The article is from The Chronicle of Higher Education. I learned of it via Arts & Letters Daily.
— The Reticulator · Feb 3, 06:52 PM · #
I’ve been moving in evangelical circles all my life and attended on of the most well know evangelical Chrisitan colleges in the country, Wheaton. Given the amount of time I’ve spent in church and socializing with evangelicals, I can say with confidence that discussion of end times prophecy and evolution have taken up less than 1% of my Christian life in the form of sermons, conversations or bible studies. You know what the other 99% of my life has been spent hearing? How can I love my neighbor better, forgive people and live like Christ. Seriously, that’s what we talk about. Also, as shocking as it may seem, there has been a tremendous push among evangelicals over the last few years towards a more hands on approach to helping the poor and oppressed. It all leaves most of us with little time to talk about the end times coming.
— vaildog · Feb 3, 07:41 PM · #
vaildog,
Honest question here: Who would you consider America’s religious right leaders? Do you consider yourself religious right, or just evangelical?
— rj · Feb 3, 09:24 PM · #
I’m more evangelical than religious right. I think alot of evangelicals felt that the GOP co-opted our support in a way that took our focus from serving Christ to serving the GOP. This is why there has been so much more emphasis recently in church life on things like helping the poor. These ideas were regarded by many in years past as something for “social justice” liberal types.
Evangelicals are hard to pin down when it comes to leaders. There are so many denominations under the aegis of the evangelical label. Also many evangelicals go to non-denominational churches so there is a wide variety of heirarchical structures and lack thereof. There seems to be a real reaction against the Pat Robertson, Jerry Falwell types that used their position for political ends. Look at what is happening to Focus on the Family, an organization that has waned in influence and downsizing it’s staff. Some of it is because of the economy, but the political nature of the organization has turned alot of us off. It makes it a little harder to identify the new leaders of the movement because the media focuses on the old controversial war horses, and the new leaders are less focused on generating controversy and being in the media spotlight.
Some of the people that seem to be universally admired amongst evangelicals are people like Chuck Colson, Billy Graham and his son Franklin. I think these people are most admired because of the work they do to help the marginalized and the poor through organizations like Samaritans Purse and Prison Fellowship.— vaildog · Feb 3, 10:38 PM · #
vaildog: What you’re saying makes me think you’re not in the “religious right” demographic Goldberg is writing about in the Daily Beast article Sessions links to.

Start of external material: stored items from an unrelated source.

use std::collections::VecDeque;

use crate::geometry::{Coord, Direction};

/// The snake body is stored tail-first, so the head is always the back.
#[derive(Clone, Debug, PartialEq)]
pub struct Snake {
    body: VecDeque<Coord>,
    direction: Option<Direction>,
    /// Set until the first step, which stretches the snake out to two cells.
    unmoved: bool,
}

impl Snake {
    /// A single-cell snake that doesn't move until it is given a direction.
    pub fn new(start: Coord) -> Self {
        Snake {
            body: VecDeque::from([start]),
            direction: None,
            unmoved: true,
        }
    }

    pub fn head(&self) -> Coord {
        // body is never empty: it starts with one cell and advance pushes before it pops
        self.body[self.body.len() - 1]
    }

    pub fn body(&self) -> &VecDeque<Coord> {
        &self.body
    }

    pub fn len(&self) -> usize {
        self.body.len()
    }

    /// Always false; a snake has at least its head.
    pub fn is_empty(&self) -> bool {
        self.body.is_empty()
    }

    pub fn direction(&self) -> Option<Direction> {
        self.direction
    }

    /// Returns whether the direction changed. Reversals are dropped.
    pub fn set_direction(&mut self, requested: Direction) -> bool {
        match self.direction {
            Some(current) if current == requested || current.opposes(requested) => false,
            _ => {
                self.direction = Some(requested);
                true
            }
        }
    }

    /// Steps the head one cell along the current direction. Landing on the
    /// apple keeps the tail (growth), anything else drops it (translation).
    /// The very first step keeps the starting cell as the tail either way.
    /// A snake without a direction stays put.
    pub fn advance(&mut self, apple: Coord) -> Coord {
        let Some(direction) = self.direction else {
            return self.head();
        };

        let new_head = self.head() + direction;
        self.body.push_back(new_head);
        if new_head != apple && !self.unmoved {
            self.body.pop_front();
        }
        self.unmoved = false;
        new_head
    }

    /// True when the head shares a cell with any other body segment.
    pub fn bit_itself(&self) -> bool {
        let head = self.head();
        self.body.iter().rev().skip(1).any(|&pos| pos == head)
    }

    pub fn occupies(&self, pos: Coord) -> bool {
        self.body.contains(&pos)
    }

    #[cfg(test)]
    pub(crate) fn from_body(body: impl IntoIterator<Item = Coord>, direction: Direction) -> Self {
        Snake {
            body: body.into_iter().collect(),
            direction: Some(direction),
            unmoved: false,
        }
    }
}

#[cfg(test)]
mod tests {
    use super::*;

    fn snake_from(body: &[(i32, i32)], direction: Direction) -> Snake {
        Snake::from_body(body.iter().map(|&(x, y)| Coord::new(x, y)), direction)
    }

    const NOWHERE: Coord = Coord { x: -10, y: -10 };

    #[test]
    fn test_new_snake_is_one_cell_without_direction() {
        let snake = Snake::new(Coord::new(3, 3));
        assert_eq!(snake.len(), 1);
        assert_eq!(snake.head(), Coord::new(3, 3));
        assert_eq!(snake.direction(), None);
    }

    #[test]
    fn test_advance_without_direction_stays_put() {
        let mut snake = Snake::new(Coord::new(3, 3));
        assert_eq!(snake.advance(NOWHERE), Coord::new(3, 3));
        assert_eq!(snake.len(), 1);

        // Standing still doesn't use up the first step
        snake.set_direction(Direction::Left);
        snake.advance(NOWHERE);
        assert_eq!(snake.len(), 2);
    }

    #[test]
    fn test_first_direction_always_accepted() {
        for dir in [
            Direction::Up,
            Direction::Down,
            Direction::Left,
            Direction::Right,
        ] {
            let mut snake = Snake::new(Coord::new(3, 3));
            assert!(snake.set_direction(dir));
            assert_eq!(snake.direction(), Some(dir));
        }
    }

    #[test]
    fn test_reversal_rejected() {
        let mut snake = snake_from(&[(2, 3), (3, 3)], Direction::Right);
        assert!(!snake.set_direction(Direction::Left));
        assert_eq!(snake.direction(), Some(Direction::Right));

        let mut snake = snake_from(&[(4, 3), (3, 3)], Direction::Left);
        assert!(!snake.set_direction(Direction::Right));
        assert_eq!(snake.direction(), Some(Direction::Left));

        let mut snake = snake_from(&[(3, 2), (3, 3)], Direction::Down);
        assert!(!snake.set_direction(Direction::Up));
        assert_eq!(snake.direction(), Some(Direction::Down));

        let mut snake = snake_from(&[(3, 4), (3, 3)], Direction::Up);
        assert!(!snake.set_direction(Direction::Down));
        assert_eq!(snake.direction(), Some(Direction::Up));

        // Perpendicular turns go through, repeating the current one is not a change
        assert!(snake.set_direction(Direction::Left));
        assert!(!snake.set_direction(Direction::Left));
        assert_eq!(snake.direction(), Some(Direction::Left));
    }

    #[test]
    fn test_translation_keeps_length() {
        let mut snake = snake_from(&[(1, 3), (2, 3), (3, 3)], Direction::Right);

        let new_head = snake.advance(NOWHERE);

        assert_eq!(new_head, Coord::new(4, 3));
        assert_eq!(snake.head(), new_head);
        assert_eq!(snake.len(), 3);
        assert!(!snake.occupies(Coord::new(1, 3)), "Tail was removed");
        assert_eq!(snake.body()[0], Coord::new(2, 3));
    }

    #[test]
    fn test_growth_keeps_tail() {
        let mut snake = snake_from(&[(1, 3), (2, 3), (3, 3)], Direction::Right);

        let new_head = snake.advance(Coord::new(4, 3));

        assert_eq!(new_head, Coord::new(4, 3));
        assert_eq!(snake.len(), 4);
        assert_eq!(snake.body()[0], Coord::new(1, 3));
    }

    #[test]
    fn test_first_move_keeps_start_cell() {
        let mut snake = Snake::new(Coord::new(3, 3));
        snake.set_direction(Direction::Right);
        snake.advance(NOWHERE);
        assert_eq!(
            snake.body(),
            &VecDeque::from([Coord::new(3, 3), Coord::new(4, 3)])
        );
        assert!(!snake.is_empty());

        // Later steps translate as usual
        snake.advance(NOWHERE);
        assert_eq!(
            snake.body(),
            &VecDeque::from([Coord::new(4, 3), Coord::new(5, 3)])
        );
    }

    #[test]
    fn test_first_move_onto_apple() {
        let mut snake = Snake::new(Coord::new(3, 3));
        snake.set_direction(Direction::Up);
        snake.advance(Coord::new(3, 2));
        assert_eq!(snake.len(), 2);
        assert_eq!(snake.head(), Coord::new(3, 2));
    }

    #[test]
    fn test_self_bite() {
        // Turning up runs the head into the segment above it
        let mut snake = snake_from(
            &[(2, 4), (2, 3), (2, 2), (3, 2), (4, 2), (4, 3), (3, 3)],
            Direction::Left,
        );
        assert!(!snake.bit_itself());

        snake.set_direction(Direction::Up);
        snake.advance(NOWHERE);
        assert_eq!(snake.head(), Coord::new(3, 2));
        assert!(snake.bit_itself());
    }

    #[test]
    fn test_chasing_tail_is_not_a_bite() {
        // 2x2 loop: the head moves into the cell the tail leaves this tick
        let mut snake = snake_from(&[(1, 1), (2, 1), (2, 2), (1, 2)], Direction::Left);
        snake.set_direction(Direction::Up);
        snake.advance(NOWHERE);
        assert_eq!(snake.head(), Coord::new(1, 1));
        assert!(!snake.bit_itself());
    }
}
use clap::Parser;
use log::{info, warn};
use simplelog::{Config, LevelFilter, WriteLogger};
use std::fs::File;
use std::io;
use std::thread;

use ratatui::DefaultTerminal;
use term_snake::config::Settings;
use term_snake::game::{Game, GameState};
use term_snake::input::{self, KeyMap};
use term_snake::{terminal, ui};

fn main() -> Result<(), io::Error> {
    let settings = Settings::parse();

    // Set up logging before the terminal goes raw
    WriteLogger::init(
        LevelFilter::Info,
        Config::default(),
        File::create(&settings.log_file)?,
    )
    .map_err(io::Error::other)?;

    info!("Starting snake with {:?}", settings);

    let game = Game::new(settings.size(), settings.delay(), settings.rng());
    let result = terminal::session(|term| run(term, game, &KeyMap::default()));
    if let Err(e) = &result {
        warn!("Game loop stopped: {}", e);
    }

    info!("Exiting snake");
    result
}

fn run<R: rand::Rng>(
    terminal: &mut DefaultTerminal,
    mut game: Game<R>,
    keymap: &KeyMap,
) -> io::Result<()> {
    let first = game.snapshot();
    terminal.draw(|f| ui::draw(f, &first))?;

    loop {
        let command = input::poll_command(keymap)?;
        let snapshot = game.tick(command);
        terminal.draw(|f| ui::draw(f, &snapshot))?;

        if snapshot.state == GameState::Exited {
            return terminal.show_cursor();
        }

        thread::sleep(game.delay());
    }
}
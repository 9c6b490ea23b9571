use std::collections::HashSet;

use crate::game::GameState;
use crate::geometry::{Coord, Direction, Size};
use crate::snake::Snake;

#[derive(Clone, Copy, Debug, PartialEq, Eq)]
pub enum Cell {
    Wall,
    SnakeHead,
    SnakeBody,
    Apple,
    Empty,
}

/// A read-only picture of the board, walls included, taken after a tick.
#[derive(Clone, Debug, PartialEq)]
pub struct Snapshot {
    pub size: Size,
    pub state: GameState,
    pub head: Coord,
    /// Tail first, head last.
    pub body: Vec<Coord>,
    pub length: usize,
    pub direction: Option<Direction>,
    pub apple: Coord,
    pub message: &'static str,
    /// Row-major over `0..=width+1` x `0..=height+1`.
    cells: Vec<Cell>,
}

impl Snapshot {
    pub fn new(size: Size, state: GameState, snake: &Snake, apple: Coord) -> Self {
        let body: HashSet<Coord> = snake.body().iter().copied().collect();
        let head = snake.head();

        let mut cells = Vec::with_capacity(Self::stride(size) * (size.height as usize + 2));
        for y in 0..=size.height as i32 + 1 {
            for x in 0..=size.width as i32 + 1 {
                let pos = Coord { x, y };
                let cell = if size.is_wall(pos) {
                    Cell::Wall
                } else if pos == head {
                    Cell::SnakeHead
                } else if body.contains(&pos) {
                    Cell::SnakeBody
                } else if pos == apple {
                    Cell::Apple
                } else {
                    Cell::Empty
                };
                cells.push(cell);
            }
        }

        Snapshot {
            size,
            state,
            head,
            body: snake.body().iter().copied().collect(),
            length: snake.len(),
            direction: snake.direction(),
            apple,
            message: status_message(state),
            cells,
        }
    }

    fn stride(size: Size) -> usize {
        size.width as usize + 2
    }

    /// Anything outside the wall ring reads as `Wall`.
    pub fn cell(&self, pos: Coord) -> Cell {
        if pos.x < 0
            || pos.y < 0
            || pos.x > self.size.width as i32 + 1
            || pos.y > self.size.height as i32 + 1
        {
            return Cell::Wall;
        }
        self.cells[pos.y as usize * Self::stride(self.size) + pos.x as usize]
    }

    pub fn rows(&self) -> impl Iterator<Item = &[Cell]> {
        self.cells.chunks(Self::stride(self.size))
    }
}

pub fn status_message(state: GameState) -> &'static str {
    match state {
        GameState::Init => "Press w/a/s/d or arrows to start moving",
        GameState::Running => "Press p to pause",
        GameState::Paused => "Paused. Press p to resume",
        GameState::GameOver => "Game over! Press r to restart",
        GameState::Exited => "Bye!",
    }
}
//! Workflow status - the three-state column dimension

use serde::{Deserialize, Serialize};

/// Workflow stage of a task.
///
/// The transition graph is complete: every status is reachable from every
/// other status in a single move. No transition is forbidden; the only
/// coupling is the forced side effects applied during reconciliation
/// (entering [`Status::Done`] sets `completed`, leaving it clears
/// `completed`, entering [`Status::Active`] un-hides archived tasks).
#[derive(Debug, Clone, Copy, PartialEq, Eq, Hash, Serialize, Deserialize)]
#[serde(rename_all = "snake_case")]
pub enum Status {
    /// Waiting to be picked up
    Queued,
    /// In progress
    Active,
    /// Finished - the terminal column
    Done,
}

impl Status {
    /// Check whether this is the terminal "done" stage
    pub fn is_done(self) -> bool {
        matches!(self, Self::Done)
    }

    /// All statuses in display order
    pub fn all() -> [Status; 3] {
        [Self::Queued, Self::Active, Self::Done]
    }
}

#[cfg(test)]
mod tests {
    use super::*;

    #[test]
    fn test_done_is_terminal() {
        assert!(Status::Done.is_done());
        assert!(!Status::Queued.is_done());
        assert!(!Status::Active.is_done());
    }

    #[test]
    fn test_status_serde_snake_case() {
        assert_eq!(serde_json::to_string(&Status::Active).unwrap(), "\"active\"");
        let s: Status = serde_json::from_str("\"done\"").unwrap();
        assert_eq!(s, Status::Done);
    }
}
//! Move reconciliation - from a drag gesture to a minimal field diff.
//!
//! One algorithm handles pure reorders, cross-status moves, cross-project
//! moves, and combined moves; the only variable is which partition's task
//! list is consulted. Reconciliation is pure and synchronous - safe to run
//! on the calling thread at the moment of the drop gesture.

use crate::error::{BoardError, Result};
use crate::index::{key_of, ordered_within_partition};
use crate::types::{Partition, PositionKey, Status, Task, TaskId, TaskPatch};
use tracing::debug;

/// A normalized drop gesture.
///
/// This is an explicit, caller-owned value: there is no module-level
/// "currently dragged" state, so overlapping gestures cannot observe each
/// other. The gesture-normalization layer (pointer events, drop indicators)
/// lives outside this crate and produces one of these per drop.
#[derive(Debug, Clone, PartialEq)]
pub struct MoveRequest {
    /// The task being dragged
    pub task: TaskId,
    /// Where it is being dropped
    pub destination: Partition,
    /// The task next to the drop point; `None` appends to the partition tail
    pub neighbor: Option<TaskId>,
    /// Drop lands after the neighbor instead of before it
    pub insert_after: bool,
}

impl MoveRequest {
    /// Drop a task at the tail of a partition
    pub fn new(task: impl Into<TaskId>, destination: Partition) -> Self {
        Self {
            task: task.into(),
            destination,
            neighbor: None,
            insert_after: false,
        }
    }

    /// Drop immediately before the given neighbor
    pub fn dropped_before(mut self, neighbor: impl Into<TaskId>) -> Self {
        self.neighbor = Some(neighbor.into());
        self.insert_after = false;
        self
    }

    /// Drop immediately after the given neighbor
    pub fn dropped_after(mut self, neighbor: impl Into<TaskId>) -> Self {
        self.neighbor = Some(neighbor.into());
        self.insert_after = true;
        self
    }
}

/// Compute the minimal field diff realizing a move.
///
/// Always contains the freshly minted `position`; `status` and `project`
/// are present only when they actually change, and a status change carries
/// its forced side effects (`completed`, `excluded_from_active`) in the
/// same patch so the whole move commits as one atomic write.
///
/// Rejected gestures (self-drop, unknown task, neighbor missing from the
/// destination partition) return errors classified by
/// [`BoardError::is_invalid_move`]: the caller logs and drops them, no
/// state changes. A neighbor that cannot be resolved is never silently
/// treated as append-to-tail - ambiguous resolution is worse than a clear
/// failure.
pub fn reconcile_move(tasks: &[Task], request: &MoveRequest) -> Result<TaskPatch> {
    if request.neighbor.as_ref() == Some(&request.task) {
        debug!(task = %request.task, "move rejected: task dropped onto itself");
        return Err(BoardError::SelfMove {
            id: request.task.to_string(),
        });
    }

    let dragged = tasks
        .iter()
        .find(|t| t.id == request.task)
        .ok_or_else(|| {
            debug!(task = %request.task, "move rejected: dragged task not found");
            BoardError::TaskNotFound {
                id: request.task.to_string(),
            }
        })?;

    // The destination partition as it will look without the dragged task,
    // so a reorder within the same partition doesn't see itself as a
    // neighbor
    let ordered: Vec<&Task> = ordered_within_partition(tasks, &request.destination)
        .into_iter()
        .filter(|t| t.id != request.task)
        .collect();

    let index = match &request.neighbor {
        Some(neighbor) => {
            let at = ordered
                .iter()
                .position(|t| &t.id == neighbor)
                .ok_or_else(|| {
                    debug!(
                        task = %request.task,
                        neighbor = %neighbor,
                        "move rejected: neighbor not in destination partition"
                    );
                    BoardError::NeighborNotFound {
                        id: neighbor.to_string(),
                    }
                })?;
            at + usize::from(request.insert_after)
        }
        None => ordered.len(),
    };
    let index = index.min(ordered.len());

    let before = if index == 0 {
        None
    } else {
        Some(key_of(ordered[index - 1])?)
    };
    let after = ordered.get(index).map(|t| key_of(t)).transpose()?;

    let mut patch = TaskPatch {
        position: Some(PositionKey::generate(before, after)?),
        ..Default::default()
    };

    if dragged.status != request.destination.status {
        patch.status = Some(request.destination.status);
        if request.destination.status.is_done() {
            patch.completed = Some(true);
        } else if dragged.status.is_done() {
            patch.completed = Some(false);
        }
        if request.destination.status == Status::Active {
            patch.excluded_from_active = Some(false);
        }
    }
    if dragged.project != request.destination.project {
        patch.project = Some(request.destination.project.clone());
    }

    Ok(patch)
}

On that note, every few months, I read an article claiming that people are leaving hard-right churches because they are sick to an all-GOP, all-anti-abortion, all the time message. Every now and then, someone like David Kuo writes a book to that effect. There’s anecdotal evidence by the barrelful, but I never see real numbers.
— rj · Feb 3, 11:54 PM · #
Who are the leaders of the secular left? Who is so representative of the group as a whole that anything s/he says can fairly be applied to all it’s members?
— Kenb · Feb 4, 04:59 AM · #
Just for the record, friggin iPad added the apostrophe in that last “its”…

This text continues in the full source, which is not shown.